- What you need to do
Go to the line holding "pub fn date_from_jdn(jdn: i64)" in the entries below and write out exactly every line down to and including the line holding "c1 = c1 + 0.0104".

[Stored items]
+++++

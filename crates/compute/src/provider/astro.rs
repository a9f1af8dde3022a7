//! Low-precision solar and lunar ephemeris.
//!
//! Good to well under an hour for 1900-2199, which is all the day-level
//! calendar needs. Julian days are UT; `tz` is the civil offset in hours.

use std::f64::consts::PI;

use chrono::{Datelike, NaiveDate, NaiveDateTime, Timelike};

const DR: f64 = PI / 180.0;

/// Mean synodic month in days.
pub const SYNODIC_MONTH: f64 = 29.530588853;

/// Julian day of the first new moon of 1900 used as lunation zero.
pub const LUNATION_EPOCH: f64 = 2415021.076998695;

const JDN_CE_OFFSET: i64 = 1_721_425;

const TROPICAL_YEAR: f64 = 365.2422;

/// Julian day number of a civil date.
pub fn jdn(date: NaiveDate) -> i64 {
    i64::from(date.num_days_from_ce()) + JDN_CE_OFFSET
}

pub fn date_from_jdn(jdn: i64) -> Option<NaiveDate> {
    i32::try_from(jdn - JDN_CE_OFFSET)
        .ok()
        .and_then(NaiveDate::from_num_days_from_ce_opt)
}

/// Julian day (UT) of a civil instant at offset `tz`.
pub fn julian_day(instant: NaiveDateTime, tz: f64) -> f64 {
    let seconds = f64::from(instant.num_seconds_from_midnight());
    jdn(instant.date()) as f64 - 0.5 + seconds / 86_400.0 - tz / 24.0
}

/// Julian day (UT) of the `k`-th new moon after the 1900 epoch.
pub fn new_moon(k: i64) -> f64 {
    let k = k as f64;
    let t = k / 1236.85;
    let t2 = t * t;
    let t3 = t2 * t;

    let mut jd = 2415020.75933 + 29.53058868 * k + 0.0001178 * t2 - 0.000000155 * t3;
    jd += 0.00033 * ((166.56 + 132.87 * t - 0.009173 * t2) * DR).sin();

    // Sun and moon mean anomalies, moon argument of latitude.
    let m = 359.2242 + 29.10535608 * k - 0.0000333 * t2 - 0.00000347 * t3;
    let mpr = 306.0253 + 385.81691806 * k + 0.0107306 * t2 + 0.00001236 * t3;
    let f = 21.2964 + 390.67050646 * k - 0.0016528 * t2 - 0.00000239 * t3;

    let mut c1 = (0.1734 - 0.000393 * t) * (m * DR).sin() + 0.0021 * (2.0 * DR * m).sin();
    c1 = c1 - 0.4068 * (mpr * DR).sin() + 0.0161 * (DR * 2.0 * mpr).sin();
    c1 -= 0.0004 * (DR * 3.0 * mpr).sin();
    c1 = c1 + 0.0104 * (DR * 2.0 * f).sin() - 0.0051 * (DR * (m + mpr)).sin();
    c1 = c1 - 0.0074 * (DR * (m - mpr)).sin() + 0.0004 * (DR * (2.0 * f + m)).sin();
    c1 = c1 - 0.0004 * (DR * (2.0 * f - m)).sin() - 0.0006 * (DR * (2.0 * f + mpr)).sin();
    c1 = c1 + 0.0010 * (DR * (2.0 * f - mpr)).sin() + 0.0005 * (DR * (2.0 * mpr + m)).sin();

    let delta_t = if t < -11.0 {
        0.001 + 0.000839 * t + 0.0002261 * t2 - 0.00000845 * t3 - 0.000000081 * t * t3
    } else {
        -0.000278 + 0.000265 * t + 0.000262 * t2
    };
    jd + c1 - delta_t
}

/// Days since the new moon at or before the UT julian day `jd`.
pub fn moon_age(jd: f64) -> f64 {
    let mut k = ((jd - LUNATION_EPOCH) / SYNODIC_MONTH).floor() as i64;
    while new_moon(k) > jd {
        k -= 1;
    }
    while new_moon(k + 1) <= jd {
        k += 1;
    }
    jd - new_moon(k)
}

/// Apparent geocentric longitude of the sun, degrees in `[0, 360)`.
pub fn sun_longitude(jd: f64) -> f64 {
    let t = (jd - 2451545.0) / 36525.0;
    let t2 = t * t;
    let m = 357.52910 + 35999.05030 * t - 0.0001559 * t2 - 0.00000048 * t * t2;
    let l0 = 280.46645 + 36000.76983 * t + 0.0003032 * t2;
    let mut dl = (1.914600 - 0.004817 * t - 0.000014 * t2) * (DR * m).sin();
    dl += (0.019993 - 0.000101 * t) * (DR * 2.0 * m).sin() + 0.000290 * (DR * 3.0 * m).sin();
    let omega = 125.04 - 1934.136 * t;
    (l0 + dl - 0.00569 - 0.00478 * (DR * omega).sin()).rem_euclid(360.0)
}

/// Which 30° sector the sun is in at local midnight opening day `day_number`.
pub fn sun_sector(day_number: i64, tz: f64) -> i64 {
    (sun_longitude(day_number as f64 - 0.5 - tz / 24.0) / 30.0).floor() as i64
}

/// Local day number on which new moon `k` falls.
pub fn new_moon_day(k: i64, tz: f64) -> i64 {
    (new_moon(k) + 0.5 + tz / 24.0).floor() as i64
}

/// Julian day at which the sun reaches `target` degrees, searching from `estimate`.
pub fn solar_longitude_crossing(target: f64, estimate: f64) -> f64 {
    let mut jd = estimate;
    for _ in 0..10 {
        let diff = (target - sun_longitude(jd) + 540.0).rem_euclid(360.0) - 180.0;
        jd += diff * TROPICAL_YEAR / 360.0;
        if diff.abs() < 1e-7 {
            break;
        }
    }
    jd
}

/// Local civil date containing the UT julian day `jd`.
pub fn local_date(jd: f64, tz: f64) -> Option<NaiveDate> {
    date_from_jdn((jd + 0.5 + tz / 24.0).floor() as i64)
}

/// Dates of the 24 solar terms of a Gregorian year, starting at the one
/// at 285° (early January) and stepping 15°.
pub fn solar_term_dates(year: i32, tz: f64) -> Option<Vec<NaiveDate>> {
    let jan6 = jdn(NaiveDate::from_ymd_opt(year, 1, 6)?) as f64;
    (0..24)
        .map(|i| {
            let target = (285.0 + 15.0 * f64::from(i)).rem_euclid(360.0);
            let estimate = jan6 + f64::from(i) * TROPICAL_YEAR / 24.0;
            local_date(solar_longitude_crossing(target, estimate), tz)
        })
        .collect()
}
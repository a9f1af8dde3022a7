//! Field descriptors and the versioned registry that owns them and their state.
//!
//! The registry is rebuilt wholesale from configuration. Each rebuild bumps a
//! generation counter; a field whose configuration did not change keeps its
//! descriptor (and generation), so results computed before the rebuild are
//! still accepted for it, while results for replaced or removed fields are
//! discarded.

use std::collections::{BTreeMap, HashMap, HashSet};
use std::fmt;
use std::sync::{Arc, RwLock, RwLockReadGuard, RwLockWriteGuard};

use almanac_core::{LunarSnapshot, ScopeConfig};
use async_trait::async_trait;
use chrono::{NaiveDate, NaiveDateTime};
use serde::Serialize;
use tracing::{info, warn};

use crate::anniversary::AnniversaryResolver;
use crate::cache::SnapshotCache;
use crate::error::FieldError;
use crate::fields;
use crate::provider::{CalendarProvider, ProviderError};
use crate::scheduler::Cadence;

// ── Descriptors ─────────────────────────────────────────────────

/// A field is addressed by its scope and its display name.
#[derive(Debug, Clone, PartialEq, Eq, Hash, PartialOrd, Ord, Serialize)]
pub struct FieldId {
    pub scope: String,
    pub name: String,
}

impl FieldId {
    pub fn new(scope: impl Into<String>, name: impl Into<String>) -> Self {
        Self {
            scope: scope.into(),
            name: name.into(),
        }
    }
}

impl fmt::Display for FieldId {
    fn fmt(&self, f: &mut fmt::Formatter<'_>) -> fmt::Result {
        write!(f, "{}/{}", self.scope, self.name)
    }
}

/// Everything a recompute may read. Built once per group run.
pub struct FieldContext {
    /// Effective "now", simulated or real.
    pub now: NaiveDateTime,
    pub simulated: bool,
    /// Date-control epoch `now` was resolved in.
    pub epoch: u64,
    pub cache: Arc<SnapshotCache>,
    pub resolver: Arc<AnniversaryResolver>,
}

+++++

- Response
pub fn date_from_jdn(jdn: i64) -> Option<NaiveDate> {
    i32::try_from(jdn - JDN_CE_OFFSET)
        .ok()
        .and_then(NaiveDate::from_num_days_from_ce_opt)
}

/// Julian day (UT) of a civil instant at offset `tz`.
pub fn julian_day(instant: NaiveDateTime, tz: f64) -> f64 {
    let seconds = f64::from(instant.num_seconds_from_midnight());
    jdn(instant.date()) as f64 - 0.5 + seconds / 86_400.0 - tz / 24.0
}

/// Julian day (UT) of the `k`-th new moon after the 1900 epoch.
pub fn new_moon(k: i64) -> f64 {
    let k = k as f64;
    let t = k / 1236.85;
    let t2 = t * t;
    let t3 = t2 * t;

    let mut jd = 2415020.75933 + 29.53058868 * k + 0.0001178 * t2 - 0.000000155 * t3;
    jd += 0.00033 * ((166.56 + 132.87 * t - 0.009173 * t2) * DR).sin();

    // Sun and moon mean anomalies, moon argument of latitude.
    let m = 359.2242 + 29.10535608 * k - 0.0000333 * t2 - 0.00000347 * t3;
    let mpr = 306.0253 + 385.81691806 * k + 0.0107306 * t2 + 0.00001236 * t3;
    let f = 21.2964 + 390.67050646 * k - 0.0016528 * t2 - 0.00000239 * t3;

    let mut c1 = (0.1734 - 0.000393 * t) * (m * DR).sin() + 0.0021 * (2.0 * DR * m).sin();
    c1 = c1 - 0.4068 * (mpr * DR).sin() + 0.0161 * (DR * 2.0 * mpr).sin();
    c1 -= 0.0004 * (DR * 3.0 * mpr).sin();
    c1 = c1 + 0.0104 * (DR * 2.0 * f).sin() - 0.0051 * (DR * (m + mpr)).sin();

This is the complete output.